Docs for RTS option -I

Bryan Richter bryan at haskell.foundation
Wed Nov 22 16:01:52 UTC 2023


I've now drafted some new documentation at
https://gitlab.haskell.org/ghc/ghc/-/merge_requests/11655. Reviews welcome.


On Mon, 6 Nov 2023 at 13:13, Bryan Richter <bryan at haskell.foundation> wrote:

> Thanks! Let's see if I can find the time to make a patch for this.
>
> On Thu, 2 Nov 2023 at 17:17, Teofil Camarasu <teofilcamarasu at gmail.com>
> wrote:
>
>> Hi Bryan,
>>
>> Thanks for improving this documentation! I've often found these flags
>> to be quite confusing.
>>
>> > For an interactive application, it is probably a good idea to use the
>> idle GC, because this will allow finalizers to run and deadlocked threads
>> to be detected in the idle time when no Haskell computation is happening.
>> [Why is this a good thing? What happens when the idle GC is disabled?]
>>
>> So there's basically 3 ways to trigger a major GC as far as I know:
>> 1. Heap overflow: when we last performed a major GC we checked how
>> much live data there is and set a variable so that we do another major
>> GC when the heap grows to be live * F.
>> 2. Idle GC
>> 3. Manually triggering a GC using the interface in System.Mem
>>
>> When idle gc is disabled, then GC will happen less often.

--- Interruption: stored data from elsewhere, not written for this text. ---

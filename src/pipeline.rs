/// 测距流水线
///
/// 处理流程（每个扫描周期）：
/// - 调用方过滤策略（名称正则、最小强度阈值）
/// - 可选的 RSSI 标量卡尔曼平滑
/// - 路径损耗模型转换为原始距离
/// - 按信标 ID 取得或创建 UKF 状态并更新
///
/// 单个信标的计算错误只会使该信标显示为“不可用”，不会中断整个周期。

use crate::algorithms::path_loss::PathLossModel;
use crate::algorithms::results::{CycleReport, DistanceEstimate, RangeOutcome};
use crate::algorithms::sample::SignalSample;
use crate::algorithms::ukf::{FilterState, UnscentedDistanceFilter};
use crate::config::{PipelineConfig, ThresholdStage};
use crate::error::Result;
use crate::registry::EstimatorRegistry;
use chrono::{DateTime, Utc};
use regex::Regex;
use tracing::{debug, info, warn};

/// 测距流水线（单一消费者，不持有锁）
#[derive(Debug)]
pub struct RangingPipeline {
    config: PipelineConfig,
    ukf: Option<UnscentedDistanceFilter>,
    name_filter: Option<Regex>,
    registry: EstimatorRegistry,
}

impl RangingPipeline {
    /// 按配置创建流水线，构造时完成全部参数校验
    pub fn new(config: PipelineConfig) -> Result<Self> {
        config.validate()?;
        let ukf = config
            .distance_filter
            .map(UnscentedDistanceFilter::new)
            .transpose()?;
        let name_filter = config
            .filter
            .name_pattern
            .as_deref()
            .map(Regex::new)
            .transpose()?;
        let registry = EstimatorRegistry::new(&config.registry)?;

        debug!(model = %config.model, walls = config.wall_count, "测距流水线已创建");

        Ok(RangingPipeline {
            config,
            ukf,
            name_filter,
            registry,
        })
    }

    /// 当前配置
    pub fn config(&self) -> &PipelineConfig {
        &self.config
    }

    /// 当前路径损耗模型
    pub fn model(&self) -> &PathLossModel {
        &self.config.model
    }

    /// 信标估计器注册表（只读）
    pub fn registry(&self) -> &EstimatorRegistry {
        &self.registry
    }

    /// 某信标当前的距离滤波状态
    pub fn state_of(&self, emitter_id: &str) -> Option<FilterState> {
        self.registry.get(emitter_id).and_then(|track| track.state())
    }

    /// 处理一个扫描周期（使用当前时间）
    pub fn process_cycle(&mut self, samples: &[SignalSample]) -> CycleReport {
        self.process_cycle_at(samples, Utc::now())
    }

    /// 处理一个扫描周期，按输入顺序逐个更新
    pub fn process_cycle_at(&mut self, samples: &[SignalSample], now: DateTime<Utc>) -> CycleReport {
        let evicted_before = self.registry.evicted_total();
        self.registry.purge_expired(now);

        let mut report = CycleReport::default();
        for sample in samples {
            match self.process_sample(sample, now) {
                Some(outcome) => report.outcomes.push(outcome),
                None => report.dropped += 1,
            }
        }
        report.evicted = self.registry.evicted_total() - evicted_before;

        info!(
            samples = samples.len(),
            available = report.available_count(),
            dropped = report.dropped,
            tracked = self.registry.len(),
            "扫描周期处理完成"
        );
        report
    }

    /// 处理单个采样；被过滤策略丢弃时返回 None
    fn process_sample(&mut self, sample: &SignalSample, now: DateTime<Utc>) -> Option<RangeOutcome> {
        let name = sample.display_name();
        if let Some(pattern) = &self.name_filter {
            if !pattern.is_match(name) {
                debug!(emitter = %sample.emitter_id, "名称不匹配，丢弃采样");
                return None;
            }
        }

        let min_rssi = self.config.filter.min_rssi.map(f64::from);
        let stage = self.config.filter.stage;
        let rssi = sample.signal_strength as f64;
        if stage == ThresholdStage::Raw && min_rssi.is_some_and(|min| rssi < min) {
            debug!(emitter = %sample.emitter_id, rssi, "信号低于阈值，丢弃采样");
            return None;
        }

        let smoothed_rssi = match &self.config.rssi_smoothing {
            Some(smoothing) => {
                self.registry
                    .smooth_strength(&sample.emitter_id, rssi, smoothing, now)
            }
            None => rssi,
        };
        if stage == ThresholdStage::Smoothed && min_rssi.is_some_and(|min| smoothed_rssi < min) {
            debug!(emitter = %sample.emitter_id, smoothed_rssi, "平滑后信号低于阈值，丢弃采样");
            return None;
        }

        let outcome = match self.estimate(sample, smoothed_rssi, now) {
            Ok(estimate) => {
                debug!(
                    emitter = %estimate.emitter_id,
                    raw = estimate.raw_distance,
                    filtered = estimate.distance,
                    "距离估计已更新"
                );
                RangeOutcome::Estimated(estimate)
            }
            Err(e) => {
                warn!(emitter = %sample.emitter_id, error = %e, "距离估计不可用");
                RangeOutcome::Unavailable {
                    emitter_id: sample.emitter_id.clone(),
                    label: name.to_string(),
                    rssi: sample.signal_strength,
                    reason: e.to_string(),
                }
            }
        };
        Some(outcome)
    }

    fn estimate(
        &mut self,
        sample: &SignalSample,
        smoothed_rssi: f64,
        now: DateTime<Utc>,
    ) -> Result<DistanceEstimate> {
        let raw_distance = self.config.model.distance_f64(
            smoothed_rssi,
            sample.frequency_mhz,
            self.config.wall_count,
        )?;

        let (distance, variance) = match &self.ukf {
            Some(ukf) => {
                let state = self
                    .registry
                    .advance(&sample.emitter_id, raw_distance, ukf, now)?;
                (state.x, Some(state.p))
            }
            None => (raw_distance, None),
        };

        Ok(DistanceEstimate {
            emitter_id: sample.emitter_id.clone(),
            label: sample.display_name().to_string(),
            rssi: sample.signal_strength,
            smoothed_rssi,
            raw_distance,
            distance,
            variance,
            timestamp: now,
        })
    }
}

One of the
>> other two may still trigger a GC.
>>
>> A key difference is both of those are only activated by the mutator
>> running code: either through allocation or by calling a GC directly.

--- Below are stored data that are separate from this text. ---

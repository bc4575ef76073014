/// 测距算法模块
///
/// 该模块提供 RSSI 测距的核心计算：
/// - 多种路径损耗模型（统一枚举分派）
/// - 标量卡尔曼滤波（信号强度平滑）
/// - 一维无迹卡尔曼滤波（距离平滑）
/// - 采样与结果数据结构

pub mod path_loss;
pub mod kalman;
pub mod ukf;
pub mod sample;
pub mod results;

pub use path_loss::*;
pub use kalman::*;
pub use ukf::*;
pub use sample::*;
pub use results::*;
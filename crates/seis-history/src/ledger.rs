use std::collections::{BTreeSet, HashMap};

use serde::{Deserialize, Serialize};
use tracing::{debug, warn};

use seis_conflict::Resolution;
use seis_types::{
    ChangeId, Detection, DetectionRevision, Entity, EntityId, EntityKind, Event, EventRevision,
    HistoryId, Revision, RevisionId,
};

use crate::action::ActionDescription;
use crate::describe::{ActionDescriber, DefaultDescriber};
use crate::error::{HistoryError, HistoryResult};
use crate::stack::RevisionUndoStack;

// ---------------------------------------------------------------
// Records
// ---------------------------------------------------------------

/// One revision touched by a history entry.
#[derive(Clone, Debug, PartialEq, Eq, Serialize, Deserialize)]
pub struct Change {
    pub id: ChangeId,
    /// `true` while applied, `false` once undone.
    pub active: bool,
    /// Event the change is attributed to; `None` for unassociated edits.
    pub owner: Option<EntityId>,
    pub conflict_created: bool,
    pub revision_id: RevisionId,
    pub revision_kind: EntityKind,
    /// Entity owning the revision.
    pub parent_id: EntityId,
    pub descriptor: String,
}

/// One recorded analyst action.
#[derive(Clone, Debug, PartialEq, Eq, Serialize, Deserialize)]
pub struct HistoryEntry {
    pub id: HistoryId,
    pub action: ActionDescription,
    pub changes: Vec<Change>,
}

impl HistoryEntry {
    /// `true` when every change is applied.
    pub fn is_applied(&self) -> bool {
        self.changes.iter().all(|c| c.active)
    }

    /// `true` when every change is undone.
    pub fn is_undone(&self) -> bool {
        self.changes.iter().all(|c| !c.active)
    }
}

/// Revision content produced by an undo or redo step. `revision: None`
/// means the revision must be removed from its entity.
#[derive(Clone, Debug, PartialEq)]
pub enum RevisionRestore {
    Event {
        event_id: EntityId,
        revision_id: RevisionId,
        revision: Option<EventRevision>,
    },
    Detection {
        detection_id: EntityId,
        revision_id: RevisionId,
        revision: Option<DetectionRevision>,
    },
}

impl RevisionRestore {
    pub fn kind(&self) -> EntityKind {
        match self {
            Self::Event { .. } => EntityKind::Event,
            Self::Detection { .. } => EntityKind::Detection,
        }
    }

    pub fn entity_id(&self) -> &EntityId {
        match self {
            Self::Event { event_id, .. } => event_id,
            Self::Detection { detection_id, .. } => detection_id,
        }
    }

    pub fn revision_id(&self) -> &RevisionId {
        match self {
            Self::Event { revision_id, .. } | Self::Detection { revision_id, .. } => revision_id,
        }
    }

    pub fn is_removal(&self) -> bool {
        match self {
            Self::Event { revision, .. } => revision.is_none(),
            Self::Detection { revision, .. } => revision.is_none(),
        }
    }
}

/// Everything the ledger needs to record one `set`.
///
/// `events` and `detections` are the changed entities as they now stand;
/// the `previous_*` maps hold their state before the change (absent for
/// creations); `resolution` is the association view after the change.
#[derive(Clone, Copy, Debug)]
pub struct ChangeSet<'a> {
    pub action: ActionDescription,
    pub events: &'a [Event],
    pub detections: &'a [Detection],
    pub previous_events: &'a HashMap<EntityId, Event>,
    pub previous_detections: &'a HashMap<EntityId, Detection>,
    pub resolution: &'a Resolution,
    pub conflict_created: bool,
}

#[derive(Clone, Copy, Debug, PartialEq, Eq)]
enum Direction {
    Undo,
    Redo,
}
use serde::{Deserialize, Serialize};

use seis_cache::CacheConfig;

use crate::error::SdkResult;

/// Workspace-wide settings, loadable from TOML.
///
/// ```toml
/// broadcast_overwrite = false
///
/// [cache]
/// enforce_conflict_lock = true
/// non_undoable = ["SAVE_EVENT", "UPDATE_EVENT_MARK_COMPLETE"]
/// ```
#[derive(Clone, Debug, Default, PartialEq, Eq, Serialize, Deserialize)]
#[serde(default)]
pub struct WorkspaceConfig {
    /// Settings applied to every session's working cache.
    pub cache: CacheConfig,
    /// Whether committed entities replace other sessions' local edits.
    pub broadcast_overwrite: bool,
}

impl WorkspaceConfig {
    pub fn from_toml_str(text: &str) -> SdkResult<Self> {
        Ok(toml::from_str(text)?)
    }
}

#[cfg(test)]
mod tests {
    use super::*;
    use seis_history::ActionDescription;

    #[test]
    fn empty_toml_is_default() {
        let config = WorkspaceConfig::from_toml_str("").unwrap();
        assert_eq!(config, WorkspaceConfig::default());
        assert!(!config.broadcast_overwrite);
        assert!(config.cache.enforce_conflict_lock);
    }

    #[test]
    fn cache_section_overrides_defaults() {
        let config = WorkspaceConfig::from_toml_str(
            r#"
            broadcast_overwrite = true

            [cache]
            enforce_conflict_lock = false
            non_undoable = ["SAVE_EVENT"]
            "#,
        )
        .unwrap();
        assert!(config.broadcast_overwrite);
        assert!(!config.cache.enforce_conflict_lock);
        assert_eq!(config.cache.non_undoable.len(), 1);
        assert!(config.cache.is_undoable(ActionDescription::UpdateEventMarkComplete));
    }

    #[test]
    fn unknown_action_is_rejected() {
        let err = WorkspaceConfig::from_toml_str("[cache]\nnon_undoable = [\"NOPE\"]\n");
        assert!(err.is_err());
    }
}
//! Applying undo/redo results to an entity's revision list and pointers.

use seis_types::{Entity, Revision, RevisionId};
use tracing::{error, warn};

/// Put `revision` (or its removal, when `None`) back into `entity`.
///
/// The revision list, preferred history and current pointer are realigned:
/// a restored value becomes current; removing the current revision falls
/// back to the newest preferred revision still present, then to the newest
/// remaining revision, then to nothing.
pub fn apply_restore<E: Entity>(
    entity: &mut E,
    revision_id: &RevisionId,
    revision: Option<E::Revision>,
) {
    let position = entity
        .revisions()
        .iter()
        .position(|r| r.id() == revision_id);
    match (position, &revision) {
        (Some(index), Some(value)) => entity.revisions_mut()[index] = value.clone(),
        (Some(index), None) => {
            entity.revisions_mut().remove(index);
        }
        (None, Some(value)) => entity.revisions_mut().push(value.clone()),
        (None, None) => error!(
            kind = %E::KIND,
            entity = %entity.id().short_id(),
            revision = %revision_id.short_id(),
            "cannot remove a revision the entity does not hold"
        ),
    }

    let preferred = entity.preferred_history().contains(revision_id);
    match (&revision, preferred) {
        (None, true) => entity.preferred_history_mut().retain(|id| id != revision_id),
        (Some(_), false) => entity.preferred_history_mut().push(*revision_id),
        _ => {}
    }

    let is_current = entity.current_id() == Some(revision_id);
    match (is_current, revision.is_some()) {
        (true, false) => {
            let fallback = fallback_current(entity);
            entity.set_current_id(fallback);
        }
        (false, true) => {
            warn!(
                kind = %E::KIND,
                entity = %entity.id().short_id(),
                revision = %revision_id.short_id(),
                "restored revision was not current; making it current"
            );
            entity.set_current_id(Some(*revision_id));
        }
        _ => {}
    }

    if !entity.is_valid() {
        error!(
            kind = %E::KIND,
            entity = %entity.id().short_id(),
            "entity has no current revision after restore"
        );
    }
}

fn fallback_current<E: Entity>(entity: &E) -> Option<RevisionId> {
    entity
        .preferred_history()
        .iter()
        .rev()
        .find(|id| entity.revision(id).is_some())
        .copied()
        .or_else(|| entity.revisions().last().map(|r| *r.id()))
}

#[cfg(test)]
mod tests {
    use super::*;
    use seis_types::{Detection, DetectionRevision, EntityId, Event, EventRevision};

    fn make_detection() -> Detection {
        let id = EntityId::new();
        Detection::new(id, "ASAR", DetectionRevision::new(id, "P", 1.0))
    }

    #[test]
    fn replaces_current_value_in_place() {
        let mut sd = make_detection();
        let rev_id = sd.current.unwrap();
        let mut value = sd.revisions[0].clone();
        value.phase = "S".into();
        apply_restore(&mut sd, &rev_id, Some(value));

        assert_eq!(sd.revisions.len(), 1);
        assert_eq!(sd.current_revision().unwrap().phase, "S");
        assert_eq!(sd.preferred_history, vec![rev_id]);
    }

    #[test]
    fn removing_only_revision_invalidates_entity() {
        let mut ev = Event::new(EventRevision::new(EntityId::new()));
        let rev_id = ev.current.unwrap();
        apply_restore(&mut ev, &rev_id, None);

        assert!(ev.revisions.is_empty());
        assert!(ev.preferred_history.is_empty());
        assert_eq!(ev.current, None);
        assert!(!ev.is_valid());
    }

    #[test]
    fn removal_falls_back_to_last_preferred() {
        let mut sd = make_detection();
        let first = sd.current.unwrap();
        let second = sd.revisions[0].successor();
        let second_id = second.id;
        sd.revise(second);

        apply_restore(&mut sd, &second_id, None);
        assert_eq!(sd.current, Some(first));
        assert_eq!(sd.preferred_history, vec![first]);
    }

    #[test]
    fn re_adding_a_removed_revision_makes_it_current() {
        let mut sd = make_detection();
        let rev = sd.revisions[0].clone();
        apply_restore(&mut sd, &rev.id, None);
        apply_restore(&mut sd, &rev.id, Some(rev.clone()));

        assert_eq!(sd.current, Some(rev.id));
        assert_eq!(sd.preferred_history, vec![rev.id]);
        assert_eq!(sd.revisions, vec![rev]);
    }

    #[test]
    fn removing_unknown_revision_changes_nothing() {
        let mut sd = make_detection();
        let before = sd.clone();
        apply_restore(&mut sd, &RevisionId::new(), None);
        assert_eq!(sd, before);
    }
}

>> On the other hand, idle GC can be triggered when the mutator isn't
>> running. So, if you want to ensure that finalizers get called promptly
>> then idle GC can help, especially if your application is idle for long
>> periods of time.
>>
>> The other key benefit of the idle GC is that it can reduce the
>> prevalence of heap overflow GCs. These can only happen when your
>> application is allocating and hence running code. So it's quite likely
>> that it's going to tank the response time for the request your
>> application is serving at the time. And since idle GCs free some
>> memory, it makes it less likely that you reach the limit that would
>> trigger a heap overflow GC.
>>
>> With idle GCs, if you are lucky, major GCs will only run while your
>> application isn't meant to be responding to requests at all, which
>> makes it basically free.
>>
>> > Also, it will mean that a GC is less likely to happen when the
>> application is busy, so application responsiveness may be improved.

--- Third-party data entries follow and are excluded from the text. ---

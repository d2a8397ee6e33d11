use std::path::PathBuf;

use clap::{Args, Parser, Subcommand};

#[derive(Parser)]
#[command(
    name = "seis",
    about = "Seismic working cache: multi-analyst event and detection review",
    version
)]
pub struct Cli {
    #[command(subcommand)]
    pub command: Command,

    #[arg(short, long, global = true)]
    pub verbose: bool,

    #[arg(long, global = true, default_value = "text")]
    pub format: OutputFormat,

    /// Workspace configuration file (TOML)
    #[arg(short, long, global = true)]
    pub config: Option<PathBuf>,
}

#[derive(Clone, Copy, Debug, PartialEq, Eq, clap::ValueEnum)]
pub enum OutputFormat {
    Text,
    Json,
}

#[derive(Subcommand)]
pub enum Command {
    /// Run a JSON script of analyst steps against a fresh workspace
    Replay(ReplayArgs),
    /// Re-phase a detection, undo, redo and commit it across two sessions
    Demo(DemoArgs),
    /// Print the effective workspace configuration
    Config,
}

#[derive(Args)]
pub struct ReplayArgs {
    /// Path to the script file
    pub script: PathBuf,
}

#[derive(Args)]
pub struct DemoArgs {
    /// Phase the detection starts with
    #[arg(long, default_value = "P")]
    pub from: String,
    /// Phase the analyst changes it to
    #[arg(long, default_value = "S")]
    pub to: String,
    /// Station the detection was made on
    #[arg(long, default_value = "ASAR")]
    pub station: String,
}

>> However, if the amount of live data in the heap is particularly large, then
>> the idle GC can cause a significant penalty to responsiveness. [Why? Is it
>> because the idle GC was delayed by waiting for some idle time, and thus has
>> more work to do?].
>>
>> The reason this can happen is because the time a major GC takes is
>> proportional to the live data in the heap. So, if the pause required
>> by the GC starts to overlap with time when you'd like the application
>> to be working on a response, then you will regress response times. For
>> instance if it takes 100ms to run an idle GC and a request comes in
>> just after you've started the GC then processing it will have to wait
>> until the GC is over.
>>
>> >Conversely, too small of an interval could adversely affect interactive
>> responsiveness [How? And how is this worse than having idle GC disabled?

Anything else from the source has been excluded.